Wintergirls
Page 18
I look out the window. A car is stuck in the parking lot. The engine races as the driver spins her tires, pushing the accelerator but going nowhere fast. Plows lumber by, chains tinkling, blades sending up sparks as they scrape the ice from the road. Everything is buried in the snow. It looks like a different world.
“Sucks, doesn’t it?” Cassie says.
My heart crashbangs into my ribs.
She’s sitting across the room, feet propped up on the coffee table, the magazine in her lap folded open to a crossword puzzle. She’s dressed for the weather: blue coffin dress, gray ski jacket, knit cap with matching mittens on the chair next to her, damp boots lined with fur.
“They never give you a break. It’s always ‘talk to the shrink, talk to your mother, do what you’re told, why can’t you grow up?’” She fills out a couple of boxes in the puzzle, then erases them. “Thirteen down. Do you know a four-letter word for ‘contract’?”
“Why won’t you leave me alone?”
“I miss you.”
The back of my throat tastes like I might pass out. I lean against Sheila’s desk and pinch one of the cuts between my ribs. The pain lights me up like a taser. “You know what Emma saw, right?”
Cassie writes an answer in the puzzle. “‘Bind,’ that’ll fit. Maybe.”
“I can’t believe I did that to her.”
“You don’t deserve to live.” She says it like she’s telling me which pair of jeans fits better. “Use a bigger knife next time. Cut deeper. Get it over with.”
“I don’t think I want to die.”
She snorts. “Yeah, right. You can’t even eat a bowl of cereal without having a meltdown. Do you honestly think you’ll ever do something difficult, like, say, go to college? Or get a job, maybe live on your own? What about shopping in the grocery store? Ooooh—scary!”
The toilet in Dr. Parker’s office flushes.
I inch toward the door. “Why are you being so mean?”
“Friends tell friends the truth.”
“Yeah, but not to hurt. To help.”
One instant she’s in the chair by the window. The next, she’s standing in front of me, right up in my face, dropping the temperature below zero. Her skin is rough like a cemetery statue. Her smell is choking.
“You want me to help you, Lia-Lia?”
Can you kill a ghost by driving a knitting needle through her heart? Or least put her back in the ground where she belongs?

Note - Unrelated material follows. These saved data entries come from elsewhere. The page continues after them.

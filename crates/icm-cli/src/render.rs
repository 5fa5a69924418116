//! Graphviz DOT rendering of process models.

use std::fmt::{self, Write};

use icm_core::ProcessModel;
use icm_core::net::Arc;

fn escape(label: &str) -> String {
    label.replace('\\', "\\\\").replace('"', "\\\"")
}

/// Renders a model as a left-to-right DOT digraph.
///
/// Places are circles labelled with their name and, when marked initially,
/// their token count. Places of the final marking get a double border.
/// Transitions are boxes labelled with their activity.
pub fn to_dot(model: &ProcessModel) -> Result<String, fmt::Error> {
    let net = &model.net;
    let mut out = String::from("digraph process {\n    rankdir=LR;\n");

    for (id, place) in net.places() {
        let tokens = model.initial_marking.tokens(id);
        let label = if tokens > 0 {
            format!("{} ({tokens})", place.name)
        } else {
            place.name.clone()
        };
        let border = if model.final_marking.tokens(id) > 0 {
            ", peripheries=2"
        } else {
            ""
        };
        writeln!(
            out,
            "    p{} [shape=circle{border}, label=\"{}\"];",
            id.0,
            escape(&label)
        )?;
    }

    for (id, transition) in net.transitions() {
        writeln!(
            out,
            "    t{} [shape=box, label=\"{}\"];",
            id.0,
            escape(&transition.label)
        )?;
    }

    for arc in net.arcs() {
        match arc {
            Arc::PlaceToTransition { place, transition } => {
                writeln!(out, "    p{} -> t{};", place.0, transition.0)
            }
            Arc::TransitionToPlace { transition, place } => {
                writeln!(out, "    t{} -> p{};", transition.0, place.0)
            }
        }?;
    }

    out.push_str("}\n");
    Ok(out)
}
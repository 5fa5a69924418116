//! CLI subcommand implementations.

pub mod mine;
pub mod scores;

use std::path::Path;

use anyhow::{Context, Result};
use icm_core::{MinerConfig, MiningReport};

/// Loads the log at `path` and mines it.
fn load_and_mine(path: &Path, config: &MinerConfig) -> Result<MiningReport> {
    let log = icm_log::load_log(path, config.max_traces)
        .with_context(|| format!("failed to load log from {}", path.display()))?;
    icm_core::mine(&log, config).context("mining failed")
}
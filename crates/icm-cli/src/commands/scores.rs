//! Scores command: per-dimension and fused scores per activity.

use std::io::Write;
use std::path::Path;

use anyhow::Result;
use icm_core::{ActivityKey, ActivityScores, MinerConfig, MiningReport};
use serde::Serialize;

#[derive(Debug, Serialize)]
struct ScoreRow<'a> {
    activity: &'a ActivityKey,
    #[serde(flatten)]
    scores: ActivityScores,
    fused: f64,
}

fn rows(report: &MiningReport) -> Vec<ScoreRow<'_>> {
    report
        .ranking
        .iter()
        .map(|ranked| ScoreRow {
            activity: &ranked.activity,
            scores: report.scores_for(&ranked.activity),
            fused: ranked.score,
        })
        .collect()
}

fn format_score(score: Option<f64>) -> String {
    score.map_or_else(|| "-".to_string(), |v| format!("{v:.4}"))
}

pub fn run<W: Write>(
    writer: &mut W,
    log_path: &Path,
    config: &MinerConfig,
    json: bool,
) -> Result<()> {
    let report = super::load_and_mine(log_path, config)?;
    let rows = rows(&report);

    if json {
        writeln!(writer, "{}", serde_json::to_string_pretty(&rows)?)?;
        return Ok(());
    }

    if rows.is_empty() {
        writeln!(writer, "No activities found.")?;
        return Ok(());
    }

    for (i, row) in rows.iter().enumerate() {
        if i > 0 {
            writeln!(writer)?;
        }
        writeln!(writer, "{}", row.activity)?;
        writeln!(writer, "  temporal     {}", format_score(row.scores.temporal))?;
        writeln!(writer, "  contextual   {}", format_score(row.scores.contextual))?;
        writeln!(writer, "  multidim     {}", format_score(row.scores.multidim))?;
        writeln!(writer, "  uncertainty  {}", format_score(row.scores.uncertainty))?;
        writeln!(writer, "  fused        {:.4}", row.fused)?;
    }
    Ok(())
}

“Help you like you helped me?” She stretches out the last word until it rattles in her throat. “How’s this then? You’re not skinny. You’re a pus-filled whale. Your mom wishes she had given you up for adoption. Your dad secretly thinks you’re not really his kid. People laugh at you when your fat jiggles. You’re ugly. You’re stupid. You’re boring. The only thing you’re good at is starving, but you can’t even do that right. You’re a waste.”
She winks. “And that’s why I love you. Hurry up, okay?”

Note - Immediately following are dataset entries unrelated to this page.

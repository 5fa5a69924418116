//! Multi-dimensional information content.
//!
//! Self-information of single activities and of activity pairs that co-occur
//! within a trace. Both use the total number of events as denominator, so
//! pair probabilities are normalized against event volume rather than against
//! the number of pairs.

use std::collections::{BTreeMap, BTreeSet};

use serde::{Serialize, Serializer};

use crate::event::Trace;
use crate::ic::ActivityCounts;
use crate::types::{ActivityKey, ActivitySet};

/// Scores keyed by one- or two-activity sets.
#[derive(Debug, Clone, Default, PartialEq)]
pub struct MultiDimScores {
    scores: BTreeMap<ActivitySet, f64>,
}

impl MultiDimScores {
    pub fn get(&self, set: &ActivitySet) -> Option<f64> {
        self.scores.get(set).copied()
    }

    /// Score of a single activity, or 0 when it was never observed.
    pub fn singleton(&self, activity: &ActivityKey) -> f64 {
        self.get(&ActivitySet::single(activity.clone()))
            .unwrap_or(0.0)
    }

    /// Score of a co-occurring pair, if the pair was observed in some trace.
    pub fn pair(&self, a: &ActivityKey, b: &ActivityKey) -> Option<f64> {
        ActivitySet::pair(a.clone(), b.clone()).and_then(|set| self.get(&set))
    }

    pub fn len(&self) -> usize {
        self.scores.len()
    }

    pub fn is_empty(&self) -> bool {
        self.scores.is_empty()
    }

    pub fn iter(&self) -> impl Iterator<Item = (&ActivitySet, f64)> {
        self.scores.iter().map(|(k, v)| (k, *v))
    }
}

#[derive(Serialize)]
struct MultiDimEntry<'a> {
    activities: &'a ActivitySet,
    score: f64,
}

/// Serialized as a list of `{activities, score}` entries in set order, since
/// activity sets cannot be JSON object keys.
impl Serialize for MultiDimScores {
    fn serialize<S: Serializer>(&self, serializer: S) -> Result<S::Ok, S::Error> {
        serializer.collect_seq(
            self.iter()
                .map(|(activities, score)| MultiDimEntry { activities, score }),
        )
    }
}

/// Number of traces in which each unordered pair of distinct activities co-occurs.
fn pair_counts(log: &[Trace]) -> BTreeMap<ActivitySet, usize> {
    let mut counts: BTreeMap<ActivitySet, usize> = BTreeMap::new();

    for trace in log {
        let distinct: BTreeSet<&ActivityKey> = trace.iter().map(|e| &e.activity).collect();
        let distinct: Vec<&ActivityKey> = distinct.into_iter().collect();

        for (i, a) in distinct.iter().enumerate() {
            for b in &distinct[i + 1..] {
                if let Some(set) = ActivitySet::pair((*a).clone(), (*b).clone()) {
                    *counts.entry(set).or_default() += 1;
                }
            }
        }
    }

    counts
}

/// Computes singleton and pair scores over the full log.
pub fn multidim_ic(log: &[Trace]) -> MultiDimScores {
    let counts = ActivityCounts::from_log(log);
    let total = counts.total() as f64;
    let mut scores = BTreeMap::new();

    for (activity, count) in counts.iter() {
        let probability = count as f64 / total;
        scores.insert(ActivitySet::single(activity.clone()), -probability.log2());
    }

    for (set, count) in pair_counts(log) {
        let probability = count as f64 / total;
        scores.insert(set, -probability.log2());
    }

    tracing::debug!(entries = scores.len(), "multi-dimensional scores computed");
    MultiDimScores { scores }
}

Dr. Parker opens the door. “Ready?”
054.00
She turns on the space heater and gives me an emergency blanket to put on top of the ugly hair afghan. “Sorry it’s so cold. They really need to replace these windows.”
I curl into a ball on the couch, clutching my knitting to my stomach.
She assumes her position behind the desk. “You’ve had a rough time of it. I’m really happy you’re here. I imagine those stitches are hurting.”
This is where I keep my mouth shut for fifteen minutes, pluck the white fuzz on my arms. But my heart is filled with poison and it’s swelling, throwing itself against the bone cage so hard my teeth are rattling and my stitches want to pop.
“It feels like they pumped an entire ocean into me,” my lips say.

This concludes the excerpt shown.